«Voleva fare questo regalo a qualcun altro». Usa esattamente queste parole Trey Cox, dialogando in un video con Jennifer Lahl, fondatrice e presidente del Center for Bioethics and Culture Network, per raccontare il desiderio che la moglie Lydia – già madre di quattro figli – coltivava di diventare una mamma surrogata. Cox ricorda che la prima volta che la moglie gli confidò questo suo desiderio, mentre erano diretti in auto verso l’ovest della Virginia, non era particolarmente entusiasta; ma poi aveva accettato e condiviso i progetti della consorte.
Peccato che quel desiderio di fare un «regalo a qualcun altro» sia finito nel peggiore dei modi: Lydia Cox è morta il 18 luglio 2021, all’età di 33 anni. La causa del decesso è stata l’embolia da liquido amniotico, una rara emergenza ostetrica, qualcosa che in teoria si verifica in circa 5 gravidanze ogni 100.000. «Era consapevole di questo rischio, lo sapeva», spiega il marito Troy, nel momento in cui gli viene chiesto se Lydia fosse al corrente dei pericoli che correva portando in grembo quel quinto bambino. Che, per la cronaca, è sopravvissuto; col risultato che ora il giovane vedovo ha cinque figli cui badare.
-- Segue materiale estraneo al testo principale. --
//! NachrichtenLog – geordnetes, append-only In-Memory-Log
//!
//! Haelt alle seit dem Start empfangenen Nachrichten in Einfuegereihenfolge.
//! `anhaengen` schlaegt nie fehl und validiert nichts – Groessenlimits fuer
//! Uploads sind Sache des vorgelagerten Upload-Dienstes.

use chrono::Utc;
use parking_lot::Mutex;
use std::sync::Arc;

use crate::types::{ChatNachricht, NachrichtenInhalt};

/// Geordnetes In-Memory-Log aller Chat-Nachrichten
///
/// Thread-safe via Arc + Mutex. Clone teilt den inneren Zustand.
#[derive(Clone)]
pub struct NachrichtenLog {
    inner: Arc<Mutex<LogInnen>>,
}

struct LogInnen {
    eintraege: Vec<ChatNachricht>,
    /// Zuletzt vergebene ID – stellt sicher dass IDs nie fallen,
    /// auch wenn die Uhr innerhalb einer Millisekunde mehrfach liest
    letzte_id: i64,
}

impl NachrichtenLog {
    /// Erstellt ein neues, leeres NachrichtenLog
    pub fn neu() -> Self {
        Self {
            inner: Arc::new(Mutex::new(LogInnen {
                eintraege: Vec::new(),
                letzte_id: 0,
            })),
        }
    }

    /// Haengt eine Nachricht an und gibt die gespeicherte Kopie zurueck
    ///
    /// Stempelt Empfangszeitpunkt und zeitbasierte ID. Die Reihenfolge im
    /// Log entspricht der Ankunftsreihenfolge am Server.
    pub fn anhaengen(&self, sender: impl Into<String>, inhalt: NachrichtenInhalt) -> ChatNachricht {
        let jetzt = Utc::now();
        let mut innen = self.inner.lock();

        let id = jetzt.timestamp_millis().max(innen.letzte_id);
        innen.letzte_id = id;

        let nachricht = ChatNachricht {
            id,
            sender: sender.into(),
            inhalt,
            timestamp: jetzt,
        };
        innen.eintraege.push(nachricht.clone());

        tracing::debug!(
            id = nachricht.id,
            sender = %nachricht.sender,
            typ = %nachricht.typ(),
            "Nachricht im Log abgelegt"
        );
        nachricht
    }

    /// Gibt alle Nachrichten in Einfuegereihenfolge zurueck (Snapshot)
    pub fn alle(&self) -> Vec<ChatNachricht> {
        self.inner.lock().eintraege.clone()
    }

    /// Gibt die Anzahl der Nachrichten im Log zurueck
    pub fn anzahl(&self) -> usize {
        self.inner.lock().eintraege.len()
    }
}

impl Default for NachrichtenLog {
    fn default() -> Self {
        Self::neu()
    }
}

#[cfg(test)]
mod tests {
    use super::*;

    fn text(inhalt: &str) -> NachrichtenInhalt {
        NachrichtenInhalt::Text {
            text: inhalt.into(),
        }
    }

    #[test]
    fn anhaengen_haelt_einfuegereihenfolge() {
        let log = NachrichtenLog::neu();
        log.anhaengen("alice", text("eins"));
        log.anhaengen("bob", text("zwei"));
        log.anhaengen("alice", text("drei"));

        let alle = log.alle();
        assert_eq!(alle.len(), 3);
        let texte: Vec<_> = alle
            .iter()
            .map(|n| match &n.inhalt {
                NachrichtenInhalt::Text { text } => text.clone(),
                _ => unreachable!(),
            })
            .collect();
        assert_eq!(texte, vec!["eins", "zwei", "drei"]);
    }

    #[test]
    fn ids_nie_fallend() {
        let log = NachrichtenLog::neu();
        for i in 0..50 {
            log.anhaengen("alice", text(&format!("nachricht {i}")));
        }
        let alle = log.alle();
        for fenster in alle.windows(2) {
            assert!(
                fenster[1].id >= fenster[0].id,
                "IDs muessen monoton nicht-fallend sein"
            );
        }
    }

    #[test]
    fn gespeicherte_kopie_traegt_id_und_zeitstempel() {
        let log = NachrichtenLog::neu();
        let gespeichert = log.anhaengen(
            "bob",
            NachrichtenInhalt::Voice {
                voice_url: "/uploads/gruss.ogg".into(),
                duration_secs: 3.5,
            },
        );
        assert!(gespeichert.id > 0);
        assert_eq!(gespeichert.sender, "bob");
        assert_eq!(log.anzahl(), 1);
        assert_eq!(log.alle()[0], gespeichert);
    }

    #[test]
    fn clone_teilt_inneren_state() {
        let log1 = NachrichtenLog::neu();
        let log2 = log1.clone();
        log1.anhaengen("alice", text("geteilt"));
        assert_eq!(log2.anzahl(), 1);
    }
}
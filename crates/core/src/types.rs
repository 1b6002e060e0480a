//! Gemeinsame Identifikationstypen fuer Plauderkasten
//!
//! IDs verwenden das Newtype-Pattern um Verwechslungen zwischen
//! verschiedenen ID-Arten zur Compilezeit auszuschliessen.

use serde::{Deserialize, Serialize};
use uuid::Uuid;

/// Eindeutige Verbindungs-ID
///
/// Wird vom Transport beim Annehmen einer TCP-Verbindung vergeben und
/// bleibt fuer die Lebensdauer der Verbindung stabil. Anderen Clients
/// wird sie nur im Rahmen der Anruf-Signalisierung bekannt gemacht.
#[derive(Debug, Clone, Copy, PartialEq, Eq, Hash, Serialize, Deserialize)]
pub struct VerbindungsId(pub Uuid);

impl VerbindungsId {
    /// Erstellt eine neue zufaellige VerbindungsId
    pub fn neu() -> Self {
        Self(Uuid::new_v4())
    }

    /// Gibt die innere UUID zurueck
    pub fn inner(&self) -> Uuid {
        self.0
    }
}

impl Default for VerbindungsId {
    fn default() -> Self {
        Self::neu()
    }
}

impl std::fmt::Display for VerbindungsId {
    fn fmt(&self, f: &mut std::fmt::Formatter<'_>) -> std::fmt::Result {
        write!(f, "verbindung:{}", self.0)
    }
}

#[cfg(test)]
mod tests {
    use super::*;

    #[test]
    fn verbindungs_id_eindeutig() {
        let a = VerbindungsId::neu();
        let b = VerbindungsId::neu();
        assert_ne!(a, b, "Zwei neue VerbindungsIds muessen verschieden sein");
    }

    #[test]
    fn verbindungs_id_display() {
        let id = VerbindungsId(Uuid::nil());
        assert!(id.to_string().starts_with("verbindung:"));
    }

    #[test]
    fn verbindungs_id_serde_round_trip() {
        let id = VerbindungsId::neu();
        let json = serde_json::to_string(&id).unwrap();
        let id2: VerbindungsId = serde_json::from_str(&json).unwrap();
        assert_eq!(id, id2);
    }
}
Ma al di là di questo, anche ammettendo che Lydia Cox fosse davvero – e pienamente – consapevole dei pericoli che correva per fare quel regalo a qualcun altro» (che poi, appunto, sarebbe un figlio), un interrogativo resta: perché i media si occupano raramente di vicende come questa? Perché storie del genere non vengono fatte conoscere e approfondite nel grande circuito dell’informazione? La domanda non pare campata per aria, considerando che in realtà non parliamo di casi così infinitesimalmente rari.
Per dire, sempre restando negli Usa, giusto lo scorso anno, nel gennaio 2020, anche Michelle Reaves, una madre surrogata della California, è deceduta. E sempre, coincidenza, per embolia da liquido amniotico. Ancora, non può essere dimenticato il caso di Brooke Brown, altra madre surrogata – originaria dell’Idaho – che, nel 2015, è morta insieme ai gemelli che portava in grembo per una coppia in Spagna, dove la maternità surrogata è illegale. Ora, perché di queste donne e di queste morti – rarissime in un’ottica generale ma assai meno se si considera il microcosmo della surrogazione di maternità – non si parla?
«Forse capiterà come con l’industria del tabacco», ipotizza Jennifer Lahl parlando con Trey Cox. Come a dire: oggi i dubbi, le criticità e rischi della surrogazione di maternità vengono considerati marginali; ma un domani potrebbe crescere una consapevolezza collettiva che farà cambiare idea a molti. C’è solo da augurarselo, naturalmente. Anche se non va comunque dimenticato un fatto: il problema dell’utero in affitto non sono i rischi, che pure possono portare alla morte anche di donne che, come Lydia Cox, avevano intrapreso questa strada per altruismo.
No, il vero problema dell’utero in affitto è l’utero in affitto. Il fatto cioè che si mercifichi l’utero materno e si riduca il figlio a un «regalo» per «qualcun altro», quando invece è una persona umana, vale a dire un dono punto e basta. E i doni non si pretendono né si ordinano su Amazon: si cercano, si bramano, si sognano. Ma non si pretendono.
Bene quindi che si facciano conoscere vicende purtroppo drammatiche come quella di Lydia Cox – che, come spiegato da Jennifer Lahl, dovrebbero portare i legislatori a pensarci due volte, prima di approvare l’utero in affitto -, ma non si dimentichi quanto appena detto, vale a dire che i rischi che comporta rendono la maternità surrogata ancora una barbarie ancora più disumana; nel senso che, di suo, disumana lo è già.